Ethan Chan, Senior Staff Writer
BREAKING NEWS: The information you’re currently consuming is selected with a singular motive. The consequences of this selection involve prioritizing certain stories while disregarding others, all in the pursuit of financial gain for prosperous corporations and even wealthier CEOs. While this news may align with Western values, it becomes fragmented and disjointed when addressing atrocities in the Global South. This discrepancy is evident in the coverage of events like the Ukraine–Russia War and the Israel–Palestine War. According to The New Humanitarian, the coverage of the Ukraine–Russia conflict emphasizes Ukrainian heroism and the defense of democracy. In contrast, the coverage of the Israeli–Palestine conflict is notably limited due to a lack of comprehensive information. How is it possible to lack information in our digital age?
Although other theories suggest that Western atrocities receive more attention than those from the Global South due to differences in race or wealth, I propose a simpler explanation. Disproportionate media coverage of atrocities in the West, as compared to the Global South, can be attributed to the prevailing “us” versus “them” mentality. This disproportionality exists because we in the West tend to view anyone outside our realm as “different” from us. Discrimination, whether based on financial, racial, gender, religious, or any other factors, ultimately stems from the irrational notion that “we” are superior to “them.”
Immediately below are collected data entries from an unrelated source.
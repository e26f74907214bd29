use crate::handlers::{self, AppState};
use crate::page;
use axum::{
    routing::{get, post},
    Router,
};
use std::sync::Arc;
use tower::ServiceBuilder;
use tower_http::{
    cors::CorsLayer, limit::RequestBodyLimitLayer, map_response_body::MapResponseBodyLayer,
    trace::TraceLayer,
};

/// Largest accepted request body. An address payload is tiny.
pub const MAX_BODY_BYTES: usize = 64 * 1024;

/// Builds the application router.
pub fn build_router(state: Arc<AppState>) -> Router {
    Router::new()
        .route("/health", get(handlers::health))
        .route("/", get(page::index).post(page::submit))
        .route("/api/check-address", post(handlers::check_address))
        .with_state(state)
        .layer(
            ServiceBuilder::new()
                .layer(TraceLayer::new_for_http())
                .layer(CorsLayer::permissive())
                .layer(MapResponseBodyLayer::new(axum::body::Body::new))
                .layer(RequestBodyLimitLayer::new(MAX_BODY_BYTES)),
        )
}
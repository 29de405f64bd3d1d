use std::sync::Arc;
use std::sync::Mutex;
use std::sync::atomic::{AtomicBool, AtomicUsize, Ordering};

use futures::channel::mpsc::{UnboundedReceiver, UnboundedSender, unbounded};

/// Observer for long-running operations. Operations call `set_range` once,
/// then `update` with monotonically increasing values, and poll
/// `is_cancelled` between units of work.
pub trait Progress: Send + Sync {
    fn set_range(&self, min: usize, max: usize);

    fn update(&self, value: usize);

    fn set_message(&self, _message: &str) {}

    fn is_cancelled(&self) -> bool {
        false
    }
}

/// Polls an optional observer for cancellation.
#[inline]
pub(crate) fn cancelled(progress: Option<&dyn Progress>) -> bool {
    progress.is_some_and(|p| p.is_cancelled())
}

/// Shared cancellation flag, cheap to clone across threads.
#[derive(Clone, Debug, Default)]
pub struct CancellationToken(Arc<AtomicBool>);

impl CancellationToken {
    pub fn new() -> Self {
        Self::default()
    }

    pub fn cancel(&self) {
        self.0.store(true, Ordering::Release);
    }

    pub fn is_cancelled(&self) -> bool {
        self.0.load(Ordering::Acquire)
    }
}

/// Records the latest range, value and message of an operation.
#[derive(Debug, Default)]
pub struct ProgressTracker {
    min: AtomicUsize,
    max: AtomicUsize,
    value: AtomicUsize,
    message: Mutex<String>,
    token: CancellationToken,
}

impl ProgressTracker {
    pub fn new() -> Self {
        Self::default()
    }

    pub fn with_token(token: CancellationToken) -> Self {
        Self {
            token,
            ..Self::default()
        }
    }

    pub fn token(&self) -> CancellationToken {
        self.token.clone()
    }

    pub fn range(&self) -> (usize, usize) {
        (
            self.min.load(Ordering::Relaxed),
            self.max.load(Ordering::Relaxed),
        )
    }

    pub fn value(&self) -> usize {
        self.value.load(Ordering::Relaxed)
    }

    pub fn message(&self) -> String {
        self.message
            .lock()
            .map(|m| m.clone())
            .unwrap_or_default()
    }

    /// Completed fraction in `[0, 1]`.
    pub fn fraction(&self) -> f64 {
        let (min, max) = self.range();
        if max <= min {
            return 1.0;
        }
        let done = self.value().clamp(min, max) - min;
        done as f64 / (max - min) as f64
    }
}

impl Progress for ProgressTracker {
    fn set_range(&self, min: usize, max: usize) {
        self.min.store(min, Ordering::Relaxed);
        self.max.store(max, Ordering::Relaxed);
        self.value.store(min, Ordering::Relaxed);
    }

    fn update(&self, value: usize) {
        self.value.store(value, Ordering::Relaxed);
    }

    fn set_message(&self, message: &str) {
        if let Ok(mut m) = self.message.lock() {
            m.clear();
            m.push_str(message);
        }
    }

    fn is_cancelled(&self) -> bool {
        self.token.is_cancelled()
    }
}

#[derive(Clone, Debug, PartialEq, Eq)]
pub enum ProgressEvent {
    Range { min: usize, max: usize },
    Step(usize),
    Message(String),
}

/// Forwards progress as [`ProgressEvent`]s to an async receiver, e.g. a UI
/// task awaiting updates while the work runs on a blocking thread.
#[derive(Debug)]
pub struct ChannelProgress {
    sender: UnboundedSender<ProgressEvent>,
    token: CancellationToken,
}

impl ChannelProgress {
    pub fn new(token: CancellationToken) -> (Self, UnboundedReceiver<ProgressEvent>) {
        let (sender, receiver) = unbounded();
        (Self { sender, token }, receiver)
    }

    fn send(&self, event: ProgressEvent) {
        // A dropped receiver only means nobody is listening any more.
        let _ = self.sender.unbounded_send(event);
    }
}

impl Progress for ChannelProgress {
    fn set_range(&self, min: usize, max: usize) {
        self.send(ProgressEvent::Range { min, max });
    }

    fn update(&self, value: usize) {
        self.send(ProgressEvent::Step(value));
    }

    fn set_message(&self, message: &str) {
        self.send(ProgressEvent::Message(message.to_string()));
    }

    fn is_cancelled(&self) -> bool {
        self.token.is_cancelled()
    }
}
For instance, The New Humanitarian highlights some stark differences in Western media coverage. While both Ukraine and Israel-Palestine are embroiled in conflicts, Ukraine is celebrated as a heroic democratic state deserving of praise, whereas the Israel-Palestine conflict can be portrayed as terrorism, and its refugees are sometimes unfairly characterized as uncivilized compared to those from Ukraine. This discrepancy reveals a clear racial bias, as Western media employs subtly prejudiced undertones to distinguish between victims of war, ultimately positioning the West as the “us” group, with all Westerners developing a sense of nationalism or belonging to the same group.
According to journalist Reema Saleh, objectivity is highly challenging when media outlets face financial pressures from multinational corporations like CNN. Here, the term “CNN Effect” takes shape. The “CNN Effect” stems from the media network CNN – a global news outlet that pushes news stories to everyone at any time. While 24/7 news access looks good on the surface, it comes with various cases of selective reporting, inevitably creating a lack of accountability due to the potential of poorer television ratings and incomplete information. Ultimately, who decides what is most important? The “us” group – the Western conglomerate media outlets and the viewers who tune in.
There is no point in promoting the news if it means you single out specific stories. While I understand economic pressures, timelines, and the sheer volume of news present substantial challenges, I believe equal coverage is an attainable standard. In other words, the idea of an “us” and “them” group is stupid; we are all human and face problems. If there are major global conflicts, let us discuss them equally because human lives are at stake. Although I know I will never convince a media company to cover all news equally, balanced reporting that ensures all parties have a voice in fostering a more nuanced understanding of global issues is critical to removing the media’s disproportionate coverage of atrocities. Through this, we move closer to equality and cultural acceptance with every story shared.